*What is being asked*: Restating every entry exactly is the whole task.
━━━━━━━━━━
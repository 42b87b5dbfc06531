//! Folio CLI - folio command

use anyhow::Result;
use clap::{Parser, Subcommand};
use folio_core::RevisionId;
use std::path::PathBuf;
use tracing_subscriber::EnvFilter;

mod cmd;
mod config;
mod diff_utils;
mod util;

/// Folio - revision history for plain document files
#[derive(Parser)]
#[command(name = "folio")]
#[command(author, version, about, long_about = None)]
struct Cli {
    #[command(subcommand)]
    command: Commands,
}

#[derive(Subcommand)]
enum Commands {
    /// Save new document content (from stdin or --file) and record a revision
    Save {
        /// Document path
        doc: PathBuf,
        /// Read the new content from this file instead of stdin
        #[arg(long)]
        file: Option<PathBuf>,
        /// Editor user name (default: editor.default_user)
        #[arg(long)]
        user: Option<String>,
        /// Editor address (default: editor.default_ip)
        #[arg(long)]
        ip: Option<String>,
        /// Note attached to the change-log entry
        #[arg(long)]
        note: Option<String>,
        /// Save time as unix seconds (default: now)
        #[arg(long)]
        at: Option<RevisionId>,
    },
    /// List the revisions of a document
    Log {
        /// Document path
        doc: PathBuf,
        /// Number of rows to show
        #[arg(long)]
        limit: Option<usize>,
    },
    /// Show a document, optionally at a previous revision
    Show {
        /// Document path
        doc: PathBuf,
        /// Revision id, or '~' for the current text
        #[arg(long)]
        version: Option<String>,
        /// Print the text only, without annotations
        #[arg(long)]
        raw: bool,
    },
    /// Compare two revisions of a document
    Diff {
        /// Document path
        doc: PathBuf,
        /// First revision id, or '~' for the current text
        a: String,
        /// Second revision id, or '~' for the current text
        b: String,
        /// Number of context lines (default: 3)
        #[arg(short = 'U', long, default_value = "3")]
        context: usize,
    },
    /// Report versioned documents under a directory
    Status {
        /// Directory to scan (default: current directory)
        dir: Option<PathBuf>,
    },
    /// View or edit configuration
    #[command(subcommand)]
    Config(ConfigCommands),
}

#[derive(Subcommand)]
enum ConfigCommands {
    /// List all configuration values
    List,
    /// Get a configuration value
    Get {
        /// Key such as history.codec
        key: String,
    },
    /// Set a configuration value
    Set {
        /// Key such as history.codec
        key: String,
        /// New value
        value: String,
    },
    /// Show the config file path
    Path {
        /// Create the file with defaults if missing
        #[arg(long)]
        create: bool,
    },
}

#[tokio::main]
async fn main() -> Result<()> {
    // Logs go to stderr so stdout stays clean for `show --raw`
    tracing_subscriber::fmt()
        .with_env_filter(
            EnvFilter::try_from_default_env().unwrap_or_else(|_| EnvFilter::new("warn")),
        )
        .with_writer(std::io::stderr)
        .init();

    let cli = Cli::parse();

    match cli.command {
        Commands::Save {
            doc,
            file,
            user,
            ip,
            note,
            at,
        } => {
            let args = cmd::save::SaveArgs {
                doc,
                file,
                user,
                ip,
                note,
                at,
            };
            cmd::save::run(args).await
        }
        Commands::Log { doc, limit } => cmd::log::run(&doc, limit).await,
        Commands::Show { doc, version, raw } => cmd::show::run(&doc, version.as_deref(), raw).await,
        Commands::Diff { doc, a, b, context } => cmd::diff::run(&doc, &a, &b, context).await,
        Commands::Status { dir } => cmd::status::run(dir).await,
        Commands::Config(config_cmd) => match config_cmd {
            ConfigCommands::List => cmd::config::run_list().await,
            ConfigCommands::Get { key } => cmd::config::run_get(&key).await,
            ConfigCommands::Set { key, value } => cmd::config::run_set(&key, &value).await,
            ConfigCommands::Path { create } => cmd::config::run_path(create).await,
        },
    }
}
━━━━━━━━━━
*Solution to the exercise*:
repository 42b87b5dbfc06531
//! Folio CLI - folio command

use anyhow::Result;
use clap::{Parser, Subcommand};
use folio_core::RevisionId;
use std::path::PathBuf;
use tracing_subscriber::EnvFilter;

mod cmd;
mod config;
mod diff_utils;
mod util;

/// Folio - revision history for plain document files
#[derive(Parser)]
#[command(name = "folio")]
#[command(author, version, about, long_about = None)]
struct Cli {
    #[command(subcommand)]
    command: Commands,
}

#[derive(Subcommand)]
enum Commands {
    /// Save new document content (from stdin or --file) and record a revision
    Save {
        /// Document path
        doc: PathBuf,
        /// Read the new content from this file instead of stdin
        #[arg(long)]
        file: Option<PathBuf>,
        /// Editor user name (default: editor.default_user)
        #[arg(long)]
        user: Option<String>,
        /// Editor address (default: editor.default_ip)
        #[arg(long)]
        ip: Option<String>,
        /// Note attached to the change-log entry
        #[arg(long)]
        note: Option<String>,
        /// Save time as unix seconds (default: now)
        #[arg(long)]
        at: Option<RevisionId>,
    },
    /// List the revisions of a document
    Log {
        /// Document path
        doc: PathBuf,
        /// Number of rows to show
        #[arg(long)]
        limit: Option<usize>,
    },
    /// Show a document, optionally at a previous revision
    Show {
        /// Document path
        doc: PathBuf,
        /// Revision id, or '~' for the current text
        #[arg(long)]
        version: Option<String>,
        /// Print the text only, without annotations
        #[arg(long)]
        raw: bool,
    },
    /// Compare two revisions of a document
    Diff {
        /// Document path
        doc: PathBuf,
        /// First revision id, or '~' for the current text
        a: String,
        /// Second revision id, or '~' for the current text
        b: String,
        /// Number of context lines (default: 3)
        #[arg(short = 'U', long, default_value = "3")]
        context: usize,
    },
    /// Report versioned documents under a directory
    Status {
        /// Directory to scan (default: current directory)
        dir: Option<PathBuf>,
    },
    /// View or edit configuration
    #[command(subcommand)]
    Config(ConfigCommands),
}

#[derive(Subcommand)]
enum ConfigCommands {
    /// List all configuration values
    List,
    /// Get a configuration value
    Get {
        /// Key such as history.codec
        key: String,
    },
    /// Set a configuration value
    Set {
        /// Key such as history.codec
        key: String,
        /// New value
        value: String,
    },
    /// Show the config file path
    Path {
        /// Create the file with defaults if missing
        #[arg(long)]
        create: bool,
    },
}

#[tokio::main]
async fn main() -> Result<()> {
    // Logs go to stderr so stdout stays clean for `show --raw`
    tracing_subscriber::fmt()
        .with_env_filter(
            EnvFilter::try_from_default_env().unwrap_or_else(|_| EnvFilter::new("warn")),
        )
        .with_writer(std::io::stderr)
        .init();

    let cli = Cli::parse();

    match cli.command {
        Commands::Save {
            doc,
            file,
            user,
            ip,
            note,
            at,
        } => {
            let args = cmd::save::SaveArgs {
                doc,
                file,
                user,
                ip,
                note,
                at,
            };
            cmd::save::run(args).await
        }
        Commands::Log { doc, limit } => cmd::log::run(&doc, limit).await,
        Commands::Show { doc, version, raw } => cmd::show::run(&doc, version.as_deref(), raw).await,
        Commands::Diff { doc, a, b, context } => cmd::diff::run(&doc, &a, &b, context).await,
        Commands::Status { dir } => cmd::status::run(dir).await,
        Commands::Config(config_cmd) => match config_cmd {
            ConfigCommands::List => cmd::config::run_list().await,
            ConfigCommands::Get { key } => cmd::config::run_get(&key).await,
            ConfigCommands::Set { key, value } => cmd::config::run_set(&key, &value).await,
            ConfigCommands::Path { create } => cmd::config::run_path(create).await,
        },
    }
}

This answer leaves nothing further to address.